Seriously though do not. This is welsh nationalism in a nutshell.
So like, 150 or so years ago, nobody cared about Welsh. Not even the...

slutty-ankylosaurus:

animate-mush:

mythaelogy:

things linguistics has taught me: do not fuck with the welsh

Seriously though do not. This is welsh nationalism in a nutshell.

So like, 150 or so years ago, nobody cared about Welsh. Not even the welsh. But then, one day, some folks got sick of paying the tolls at toll gates. Citing bizarre biblical precedent, they dressed up as women and started seizing toll gates, at which point the (also welsh) gate owners went “WTF?” and called in (english) magistrates to resolve the dispute.

The English Magistrates looked at the situation and went “WTF?” and commissioned an inquiry loosely titled “WTF is wrong with Wales??”

Well this commission did a ton of work and looked at schools and politics and people on hillsides raising sheep and all that jazz and came to the thrilling conclusion: What’s Wrong with Wales is that Ridiculous Backwards Language they all speak there.

There was a moment of dead silence, broken only by the loud scrape as Wales, collectively, as a nation, in a fit of unity not seen since the castles came to subjugate the native tribes, pushed back its chair, stood up slowly, and said “what you just say bout me?”

And folks who’d never heard it spoken started teaching their children Welsh, and the old sheep herder on the hill became a cultural icon, and the rioters and the gate owners high fived each other and said “suck it, England!” (only in Welsh this time).

And now Welsh is a protected language, there’s a strong Welsh nationalist movement, with its own flag and spelling conventions, and there’s a Welsh channel on television (which is doubly impressive when you remember that Britain only has like three channels).

And that is how the Welsh saved their language from extinction by sheer force of spite

Just gotta add those toll booth riots were called the Rebecca Riots, the rioters were known as Rebeccas and I am named after them. It’s the one consolation to an otherwise boring name.

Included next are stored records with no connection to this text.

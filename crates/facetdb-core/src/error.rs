use std::fmt;
use thiserror::Error as ThisError;

///
/// Error
///
/// Structured runtime error with a stable internal classification.
///
/// Expected absences (a `get` miss, an empty bucket) are never errors; they
/// surface as `Ok(None)` or empty streams. An `Error` means either a broken
/// caller/engine contract or a typed capacity condition the caller may want
/// to handle.
///

#[derive(Debug, ThisError)]
#[error("{message}")]
pub struct Error {
    pub class: ErrorClass,
    pub origin: ErrorOrigin,
    pub message: String,
}

impl Error {
    pub fn new(class: ErrorClass, origin: ErrorOrigin, message: impl Into<String>) -> Self {
        Self {
            class,
            origin,
            message: message.into(),
        }
    }

    /// Construct a store-origin corruption error.
    pub(crate) fn store_corruption(message: impl Into<String>) -> Self {
        Self::new(ErrorClass::Corruption, ErrorOrigin::Store, message)
    }

    /// Construct a store-origin capacity error.
    pub(crate) fn store_capacity(message: impl Into<String>) -> Self {
        Self::new(ErrorClass::Capacity, ErrorOrigin::Store, message)
    }

    /// Construct a query-origin invariant violation.
    pub(crate) fn query_invariant(message: impl Into<String>) -> Self {
        Self::new(ErrorClass::InvariantViolation, ErrorOrigin::Query, message)
    }

    /// True for capacity-class failures (entity id space exhausted), which
    /// callers may catch and answer with eviction rather than abort.
    #[must_use]
    pub const fn is_capacity(&self) -> bool {
        matches!(self.class, ErrorClass::Capacity)
    }

    #[must_use]
    pub fn display_with_class(&self) -> String {
        format!("{}:{}: {}", self.origin, self.class, self.message)
    }
}

///
/// ErrorClass
/// Internal error taxonomy for runtime classification.
///

#[derive(Clone, Copy, Debug, Eq, PartialEq)]
pub enum ErrorClass {
    Capacity,
    Corruption,
    Internal,
    InvariantViolation,
}

impl fmt::Display for ErrorClass {
    fn fmt(&self, f: &mut fmt::Formatter<'_>) -> fmt::Result {
        let label = match self {
            Self::Capacity => "capacity",
            Self::Corruption => "corruption",
            Self::Internal => "internal",
            Self::InvariantViolation => "invariant_violation",
        };
        write!(f, "{label}")
    }
}

///
/// ErrorOrigin
/// Internal origin taxonomy for runtime classification.
///

#[derive(Clone, Copy, Debug, Eq, PartialEq)]
pub enum ErrorOrigin {
    Index,
    Query,
    Store,
}

impl fmt::Display for ErrorOrigin {
    fn fmt(&self, f: &mut fmt::Formatter<'_>) -> fmt::Result {
        let label = match self {
            Self::Index => "index",
            Self::Query => "query",
            Self::Store => "store",
        };
        write!(f, "{label}")
    }
}
//! Fluent query surface: predicate collection, lowering, and the result
//! cursor.

use crate::{
    db::{Db, EntityId, IndexEntry, RecordSet},
    error::Error,
    obs::{self, MetricsEvent},
    stream::{BoxedSeekStream, Empty, Intersect, SeekStream, StreamIter},
};
use std::marker::PhantomData;

///
/// Search
///
/// Declarative query builder. Each call contributes one lane — a seekable
/// stream of candidate ids — and `done` lowers the lanes to a single
/// stream: no lanes yield nothing, one lane passes through, more than one
/// are intersected.
///

#[must_use]
pub struct Search<'a, R: RecordSet> {
    db: &'a Db,
    lanes: Vec<BoxedSeekStream<'a, EntityId>>,
    _marker: PhantomData<R>,
}

impl<'a> Search<'a, ()> {
    pub(crate) fn new(db: &'a Db) -> Self {
        Self {
            db,
            lanes: Vec::new(),
            _marker: PhantomData,
        }
    }

    /// Bind the record set to populate. Constrains results to ids holding a
    /// record of every kind in `R`, and re-fetches those records per id as
    /// the result is walked. Bind once; tuples cover multi-kind queries.
    pub fn components<R: RecordSet>(self) -> Search<'a, R> {
        let Self { db, mut lanes, .. } = self;

        let kinds = R::kinds();
        if !kinds.is_empty() {
            lanes.push(db.data_book().all(&kinds));
        }

        Search {
            db,
            lanes,
            _marker: PhantomData,
        }
    }
}

impl<'a, R: RecordSet> Search<'a, R> {
    /// Presence-only constraint: require a record of every kind in `S`
    /// without populating values.
    pub fn with<S: RecordSet>(mut self) -> Self {
        let kinds = S::kinds();
        if !kinds.is_empty() {
            self.lanes.push(self.db.data_book().all(&kinds));
        }

        self
    }

    /// Equality-index constraint. Index lanes produce ids only; they never
    /// populate values.
    pub fn index(mut self, entry: IndexEntry) -> Self {
        self.lanes.push(self.db.index_book().search(&entry));
        self
    }

    /// Add a pre-built id stream as a lane.
    pub fn stream(mut self, lane: BoxedSeekStream<'a, EntityId>) -> Self {
        self.lanes.push(lane);
        self
    }

    /// Lower the collected lanes into the result cursor.
    pub fn done(self) -> Matches<'a, R> {
        obs::record(MetricsEvent::Search {
            lanes: self.lanes.len() as u64,
        });

        let mut lanes = self.lanes;
        let stream: BoxedSeekStream<'a, EntityId> = match lanes.len() {
            0 => Box::new(Empty::new()),
            1 => lanes.remove(0),
            _ => Box::new(Intersect::new(lanes)),
        };

        Matches {
            db: self.db,
            stream,
            _marker: PhantomData,
        }
    }
}

///
/// Matches
///
/// Result cursor. Yields (id, records) pairs in ascending id order,
/// re-fetching the bound record set per id as the caller advances — results
/// are never materialized eagerly. An id produced by the intersection whose
/// record is missing from its page indicates an engine defect and surfaces
/// as an invariant-violation error.
///

#[must_use]
pub struct Matches<'a, R: RecordSet> {
    db: &'a Db,
    stream: BoxedSeekStream<'a, EntityId>,
    _marker: PhantomData<R>,
}

impl<'a, R: RecordSet> Matches<'a, R> {
    /// Advance to the next matching id and populate its records.
    pub fn try_next(&mut self) -> Result<Option<(EntityId, R)>, Error> {
        let Some(id) = self.stream.next() else {
            return Ok(None);
        };

        let Some(records) = self.db.get::<R>(id)? else {
            return Err(Error::query_invariant(format!(
                "entity {id} was produced by the intersection but has no page entry"
            )));
        };

        Ok(Some((id, records)))
    }

    /// Forward-only skip-ahead: the next match will be the least id ≥ `to`.
    pub fn seek(&mut self, to: EntityId) {
        self.stream.seek(&to);
    }

    /// Ids only, as a plain iterator. Drops population and seek.
    pub fn ids(self) -> impl Iterator<Item = EntityId> + 'a {
        StreamIter::new(self.stream)
    }
}

impl<R: RecordSet> Iterator for Matches<'_, R> {
    type Item = Result<(EntityId, R), Error>;

    fn next(&mut self) -> Option<Self::Item> {
        self.try_next().transpose()
    }
}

Also my great grandad lived to the age of 101 and never spoke a word of English that wasn’t forced out of him through threat of unemployment. Despite being fluent and having 5 great grandchildren who have the Welsh vocabulary of toddlers.

When people doubt that humans are either space orcs or insane, I shall show them this post.

The flakkin’ Welch.

(Source: beholdingslut, via sapphireswimming)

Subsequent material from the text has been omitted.